Using the data that follows, say how many lines contain the word "phone", giving the number by itself.

★ ★ ★ ★ ★

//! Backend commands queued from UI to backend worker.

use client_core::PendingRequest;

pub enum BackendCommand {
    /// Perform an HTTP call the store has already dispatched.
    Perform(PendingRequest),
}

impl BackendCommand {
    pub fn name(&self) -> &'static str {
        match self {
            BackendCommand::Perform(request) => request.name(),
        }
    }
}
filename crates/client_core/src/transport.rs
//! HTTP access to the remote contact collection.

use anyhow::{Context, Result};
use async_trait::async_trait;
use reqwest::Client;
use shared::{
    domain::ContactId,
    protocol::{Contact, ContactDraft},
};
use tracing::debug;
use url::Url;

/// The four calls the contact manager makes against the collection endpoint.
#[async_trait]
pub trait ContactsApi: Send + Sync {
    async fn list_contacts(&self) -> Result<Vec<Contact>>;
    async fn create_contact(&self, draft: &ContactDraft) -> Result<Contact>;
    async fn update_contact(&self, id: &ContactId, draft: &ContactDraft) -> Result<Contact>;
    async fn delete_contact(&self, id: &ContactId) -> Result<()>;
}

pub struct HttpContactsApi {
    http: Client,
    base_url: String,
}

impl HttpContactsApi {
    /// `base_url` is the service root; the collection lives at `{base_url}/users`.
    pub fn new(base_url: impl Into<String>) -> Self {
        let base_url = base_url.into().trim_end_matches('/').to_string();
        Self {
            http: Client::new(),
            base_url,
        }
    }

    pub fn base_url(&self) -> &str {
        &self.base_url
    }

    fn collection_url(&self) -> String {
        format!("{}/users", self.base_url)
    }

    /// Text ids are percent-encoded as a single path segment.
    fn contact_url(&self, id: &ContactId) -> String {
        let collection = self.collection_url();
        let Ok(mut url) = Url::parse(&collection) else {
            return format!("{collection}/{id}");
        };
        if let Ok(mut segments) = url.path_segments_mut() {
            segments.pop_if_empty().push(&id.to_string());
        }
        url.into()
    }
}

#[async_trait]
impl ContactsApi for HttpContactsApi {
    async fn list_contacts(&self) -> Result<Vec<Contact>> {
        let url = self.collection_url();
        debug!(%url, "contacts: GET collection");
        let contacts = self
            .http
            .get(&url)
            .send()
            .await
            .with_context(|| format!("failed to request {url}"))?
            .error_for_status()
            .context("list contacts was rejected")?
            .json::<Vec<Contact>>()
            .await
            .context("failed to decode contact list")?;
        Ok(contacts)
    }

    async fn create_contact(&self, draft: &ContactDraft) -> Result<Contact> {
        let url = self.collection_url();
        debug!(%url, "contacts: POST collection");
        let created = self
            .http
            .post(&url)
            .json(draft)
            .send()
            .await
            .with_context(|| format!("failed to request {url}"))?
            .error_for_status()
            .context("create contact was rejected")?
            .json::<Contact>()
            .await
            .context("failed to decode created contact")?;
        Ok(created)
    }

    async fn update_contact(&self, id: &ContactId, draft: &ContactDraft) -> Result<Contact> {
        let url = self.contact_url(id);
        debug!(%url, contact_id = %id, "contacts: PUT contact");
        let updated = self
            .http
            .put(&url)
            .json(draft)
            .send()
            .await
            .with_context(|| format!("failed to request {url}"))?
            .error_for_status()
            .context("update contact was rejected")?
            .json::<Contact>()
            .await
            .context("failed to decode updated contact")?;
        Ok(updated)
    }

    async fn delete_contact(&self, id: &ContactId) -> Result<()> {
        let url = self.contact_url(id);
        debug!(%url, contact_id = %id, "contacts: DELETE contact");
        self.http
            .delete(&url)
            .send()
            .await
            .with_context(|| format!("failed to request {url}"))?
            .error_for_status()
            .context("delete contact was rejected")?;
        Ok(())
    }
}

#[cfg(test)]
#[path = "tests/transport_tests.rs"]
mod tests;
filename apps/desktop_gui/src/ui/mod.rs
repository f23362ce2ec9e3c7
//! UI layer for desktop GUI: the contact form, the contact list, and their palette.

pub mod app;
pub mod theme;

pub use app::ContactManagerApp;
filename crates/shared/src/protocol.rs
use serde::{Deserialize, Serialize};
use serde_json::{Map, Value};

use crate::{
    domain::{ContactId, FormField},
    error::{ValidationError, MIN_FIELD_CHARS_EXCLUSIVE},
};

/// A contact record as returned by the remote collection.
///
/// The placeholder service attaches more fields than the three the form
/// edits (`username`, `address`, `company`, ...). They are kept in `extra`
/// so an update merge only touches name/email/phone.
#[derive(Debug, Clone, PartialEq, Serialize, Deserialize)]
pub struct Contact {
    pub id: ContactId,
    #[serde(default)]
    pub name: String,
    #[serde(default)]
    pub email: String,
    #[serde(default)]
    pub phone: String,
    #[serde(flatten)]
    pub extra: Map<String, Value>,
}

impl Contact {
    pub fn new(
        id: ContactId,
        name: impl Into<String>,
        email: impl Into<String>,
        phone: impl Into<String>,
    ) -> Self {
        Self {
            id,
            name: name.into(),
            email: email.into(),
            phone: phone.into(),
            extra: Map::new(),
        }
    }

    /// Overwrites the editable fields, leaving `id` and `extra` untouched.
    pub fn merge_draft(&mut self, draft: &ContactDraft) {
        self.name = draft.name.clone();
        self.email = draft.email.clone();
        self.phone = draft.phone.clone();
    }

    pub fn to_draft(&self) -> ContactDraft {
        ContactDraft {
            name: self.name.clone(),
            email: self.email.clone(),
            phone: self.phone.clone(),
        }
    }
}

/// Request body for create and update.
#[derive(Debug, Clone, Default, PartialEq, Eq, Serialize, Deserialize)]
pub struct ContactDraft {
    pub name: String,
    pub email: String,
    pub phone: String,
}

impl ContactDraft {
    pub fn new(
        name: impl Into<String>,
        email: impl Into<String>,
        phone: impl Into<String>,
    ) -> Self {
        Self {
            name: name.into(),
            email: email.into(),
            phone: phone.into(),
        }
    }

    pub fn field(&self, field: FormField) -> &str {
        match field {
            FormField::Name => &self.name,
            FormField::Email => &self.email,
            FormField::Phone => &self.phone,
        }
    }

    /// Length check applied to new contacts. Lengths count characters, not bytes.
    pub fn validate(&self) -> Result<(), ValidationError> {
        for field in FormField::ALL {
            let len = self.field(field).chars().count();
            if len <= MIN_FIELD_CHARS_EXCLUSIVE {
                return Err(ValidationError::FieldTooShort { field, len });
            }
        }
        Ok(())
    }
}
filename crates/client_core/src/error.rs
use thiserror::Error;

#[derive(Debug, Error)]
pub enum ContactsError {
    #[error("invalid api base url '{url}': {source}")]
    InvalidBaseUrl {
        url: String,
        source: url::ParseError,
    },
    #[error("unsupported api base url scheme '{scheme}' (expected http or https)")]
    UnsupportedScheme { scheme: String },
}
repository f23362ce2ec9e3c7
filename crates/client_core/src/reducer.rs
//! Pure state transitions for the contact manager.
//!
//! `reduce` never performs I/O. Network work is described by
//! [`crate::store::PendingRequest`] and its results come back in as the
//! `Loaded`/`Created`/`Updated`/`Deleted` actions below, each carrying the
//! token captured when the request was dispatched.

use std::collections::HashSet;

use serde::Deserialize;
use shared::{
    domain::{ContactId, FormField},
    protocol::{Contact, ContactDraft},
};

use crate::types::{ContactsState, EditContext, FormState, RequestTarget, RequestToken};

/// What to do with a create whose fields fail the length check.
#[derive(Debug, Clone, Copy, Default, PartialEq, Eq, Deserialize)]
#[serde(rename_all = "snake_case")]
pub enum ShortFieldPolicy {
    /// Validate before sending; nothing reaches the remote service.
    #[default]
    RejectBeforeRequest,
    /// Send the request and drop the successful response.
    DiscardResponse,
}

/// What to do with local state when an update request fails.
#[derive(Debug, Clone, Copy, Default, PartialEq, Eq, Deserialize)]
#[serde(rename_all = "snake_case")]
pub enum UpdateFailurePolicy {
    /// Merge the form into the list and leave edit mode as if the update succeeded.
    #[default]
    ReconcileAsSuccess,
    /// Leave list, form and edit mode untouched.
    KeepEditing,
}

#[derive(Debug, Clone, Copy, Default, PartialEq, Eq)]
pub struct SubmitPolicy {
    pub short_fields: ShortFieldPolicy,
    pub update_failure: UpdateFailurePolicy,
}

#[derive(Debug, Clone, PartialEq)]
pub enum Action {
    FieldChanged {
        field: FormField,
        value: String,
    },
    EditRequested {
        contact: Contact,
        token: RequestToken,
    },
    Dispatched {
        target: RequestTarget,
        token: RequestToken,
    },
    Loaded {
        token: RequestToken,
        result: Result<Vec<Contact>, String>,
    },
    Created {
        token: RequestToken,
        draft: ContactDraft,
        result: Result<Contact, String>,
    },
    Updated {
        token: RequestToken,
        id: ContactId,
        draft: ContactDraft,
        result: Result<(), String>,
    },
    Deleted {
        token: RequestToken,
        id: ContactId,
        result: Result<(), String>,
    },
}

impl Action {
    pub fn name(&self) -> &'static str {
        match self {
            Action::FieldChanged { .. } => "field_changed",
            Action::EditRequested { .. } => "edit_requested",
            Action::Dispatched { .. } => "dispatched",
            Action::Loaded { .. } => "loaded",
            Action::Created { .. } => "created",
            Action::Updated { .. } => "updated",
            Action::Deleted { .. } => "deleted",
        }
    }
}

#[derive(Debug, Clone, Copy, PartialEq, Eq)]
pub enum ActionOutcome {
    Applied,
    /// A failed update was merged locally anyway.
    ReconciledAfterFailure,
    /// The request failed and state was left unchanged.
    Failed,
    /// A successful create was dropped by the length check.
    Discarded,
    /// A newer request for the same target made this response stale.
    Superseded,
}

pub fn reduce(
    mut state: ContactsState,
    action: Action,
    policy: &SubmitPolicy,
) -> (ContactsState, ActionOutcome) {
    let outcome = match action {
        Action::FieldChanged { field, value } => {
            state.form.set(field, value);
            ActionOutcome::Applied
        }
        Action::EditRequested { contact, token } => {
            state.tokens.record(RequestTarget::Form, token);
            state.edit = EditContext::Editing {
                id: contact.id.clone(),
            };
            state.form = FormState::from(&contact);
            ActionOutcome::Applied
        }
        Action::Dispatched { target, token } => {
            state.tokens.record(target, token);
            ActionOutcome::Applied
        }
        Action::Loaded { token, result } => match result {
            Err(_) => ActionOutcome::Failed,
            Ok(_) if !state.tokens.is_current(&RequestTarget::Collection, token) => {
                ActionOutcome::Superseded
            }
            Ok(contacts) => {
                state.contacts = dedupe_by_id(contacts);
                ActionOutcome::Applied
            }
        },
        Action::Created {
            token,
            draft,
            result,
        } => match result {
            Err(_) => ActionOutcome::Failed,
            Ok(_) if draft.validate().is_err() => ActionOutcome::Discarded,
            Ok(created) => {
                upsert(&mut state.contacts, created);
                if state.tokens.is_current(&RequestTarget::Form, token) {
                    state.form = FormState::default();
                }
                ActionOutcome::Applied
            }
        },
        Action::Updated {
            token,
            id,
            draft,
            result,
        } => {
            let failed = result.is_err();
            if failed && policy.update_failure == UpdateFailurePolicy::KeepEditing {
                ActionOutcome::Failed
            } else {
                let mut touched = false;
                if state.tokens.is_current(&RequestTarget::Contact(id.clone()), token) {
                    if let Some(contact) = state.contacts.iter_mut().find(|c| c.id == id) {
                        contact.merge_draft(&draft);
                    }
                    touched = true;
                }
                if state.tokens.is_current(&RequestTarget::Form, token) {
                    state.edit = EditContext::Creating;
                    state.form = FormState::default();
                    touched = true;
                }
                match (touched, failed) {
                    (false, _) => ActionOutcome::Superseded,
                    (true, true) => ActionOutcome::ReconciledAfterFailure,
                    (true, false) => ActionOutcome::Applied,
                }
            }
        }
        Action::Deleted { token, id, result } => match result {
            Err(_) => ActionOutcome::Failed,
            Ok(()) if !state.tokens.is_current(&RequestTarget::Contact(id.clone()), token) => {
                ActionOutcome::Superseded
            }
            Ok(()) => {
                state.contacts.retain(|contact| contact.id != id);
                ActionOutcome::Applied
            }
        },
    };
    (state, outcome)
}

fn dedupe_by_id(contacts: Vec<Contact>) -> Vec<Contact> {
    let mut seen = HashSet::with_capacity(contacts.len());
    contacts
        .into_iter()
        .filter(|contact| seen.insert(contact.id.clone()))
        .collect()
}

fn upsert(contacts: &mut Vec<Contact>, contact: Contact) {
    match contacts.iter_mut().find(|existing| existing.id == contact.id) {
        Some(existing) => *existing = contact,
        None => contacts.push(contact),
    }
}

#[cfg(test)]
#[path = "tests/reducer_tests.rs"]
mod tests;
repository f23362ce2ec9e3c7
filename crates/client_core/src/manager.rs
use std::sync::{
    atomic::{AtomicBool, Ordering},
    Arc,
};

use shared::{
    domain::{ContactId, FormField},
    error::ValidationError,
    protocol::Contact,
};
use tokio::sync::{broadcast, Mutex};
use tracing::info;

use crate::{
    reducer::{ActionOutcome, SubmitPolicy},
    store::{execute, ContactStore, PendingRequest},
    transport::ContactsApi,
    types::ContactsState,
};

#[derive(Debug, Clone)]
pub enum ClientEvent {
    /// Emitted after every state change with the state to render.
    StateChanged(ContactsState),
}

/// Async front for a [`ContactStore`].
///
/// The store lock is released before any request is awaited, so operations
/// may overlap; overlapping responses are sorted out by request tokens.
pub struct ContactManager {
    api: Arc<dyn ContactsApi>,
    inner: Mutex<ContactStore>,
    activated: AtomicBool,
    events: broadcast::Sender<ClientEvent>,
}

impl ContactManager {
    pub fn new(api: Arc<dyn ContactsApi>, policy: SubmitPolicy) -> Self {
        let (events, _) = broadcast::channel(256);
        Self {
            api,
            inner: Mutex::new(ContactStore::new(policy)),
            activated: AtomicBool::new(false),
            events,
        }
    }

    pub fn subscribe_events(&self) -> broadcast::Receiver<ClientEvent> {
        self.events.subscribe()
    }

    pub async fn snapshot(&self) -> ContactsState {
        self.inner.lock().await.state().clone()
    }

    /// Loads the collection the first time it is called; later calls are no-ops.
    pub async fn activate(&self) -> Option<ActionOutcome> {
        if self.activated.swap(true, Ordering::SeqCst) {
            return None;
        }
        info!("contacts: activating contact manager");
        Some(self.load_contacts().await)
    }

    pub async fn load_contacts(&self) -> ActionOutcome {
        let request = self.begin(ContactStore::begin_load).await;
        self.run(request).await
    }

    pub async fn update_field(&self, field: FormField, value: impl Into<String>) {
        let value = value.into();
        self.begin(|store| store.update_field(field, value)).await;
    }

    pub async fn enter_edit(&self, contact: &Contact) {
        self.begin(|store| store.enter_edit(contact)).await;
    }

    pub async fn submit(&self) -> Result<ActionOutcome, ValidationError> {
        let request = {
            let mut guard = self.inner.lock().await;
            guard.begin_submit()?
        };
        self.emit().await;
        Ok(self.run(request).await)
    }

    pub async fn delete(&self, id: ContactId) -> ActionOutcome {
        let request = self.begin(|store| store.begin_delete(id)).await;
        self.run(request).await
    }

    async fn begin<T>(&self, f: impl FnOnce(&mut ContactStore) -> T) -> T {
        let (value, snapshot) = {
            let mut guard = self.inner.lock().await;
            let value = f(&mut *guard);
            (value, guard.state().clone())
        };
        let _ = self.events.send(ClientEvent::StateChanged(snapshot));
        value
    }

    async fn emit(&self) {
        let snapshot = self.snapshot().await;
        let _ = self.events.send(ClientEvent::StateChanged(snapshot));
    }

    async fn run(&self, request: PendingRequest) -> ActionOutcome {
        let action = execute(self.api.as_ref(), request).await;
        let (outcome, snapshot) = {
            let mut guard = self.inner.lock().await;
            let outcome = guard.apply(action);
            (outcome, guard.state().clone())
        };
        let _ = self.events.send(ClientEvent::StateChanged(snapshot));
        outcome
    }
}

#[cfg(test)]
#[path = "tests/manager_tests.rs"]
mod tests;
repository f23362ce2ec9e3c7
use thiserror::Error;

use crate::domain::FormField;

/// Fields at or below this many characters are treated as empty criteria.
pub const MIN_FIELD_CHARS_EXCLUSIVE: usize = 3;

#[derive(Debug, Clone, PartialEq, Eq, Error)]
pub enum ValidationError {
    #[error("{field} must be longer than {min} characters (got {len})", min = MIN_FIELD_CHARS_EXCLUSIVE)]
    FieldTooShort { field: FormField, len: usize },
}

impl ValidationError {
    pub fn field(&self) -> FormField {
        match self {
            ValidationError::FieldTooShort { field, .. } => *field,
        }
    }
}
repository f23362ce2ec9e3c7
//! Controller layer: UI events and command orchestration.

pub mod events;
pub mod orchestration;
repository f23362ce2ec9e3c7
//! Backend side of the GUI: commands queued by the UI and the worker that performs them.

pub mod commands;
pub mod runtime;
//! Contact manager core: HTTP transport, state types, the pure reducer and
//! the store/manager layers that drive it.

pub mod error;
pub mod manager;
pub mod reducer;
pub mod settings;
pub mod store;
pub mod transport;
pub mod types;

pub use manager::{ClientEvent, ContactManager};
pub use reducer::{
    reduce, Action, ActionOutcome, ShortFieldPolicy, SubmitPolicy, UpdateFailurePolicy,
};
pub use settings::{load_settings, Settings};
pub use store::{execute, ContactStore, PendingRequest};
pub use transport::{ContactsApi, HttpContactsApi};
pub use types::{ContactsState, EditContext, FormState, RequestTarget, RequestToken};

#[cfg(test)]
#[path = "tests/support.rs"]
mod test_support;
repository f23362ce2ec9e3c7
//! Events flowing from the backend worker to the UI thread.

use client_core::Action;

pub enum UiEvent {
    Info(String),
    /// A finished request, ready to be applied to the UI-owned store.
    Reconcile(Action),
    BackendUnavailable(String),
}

★ ★ ★ ★ ★

EXERCISE ANSWER:
10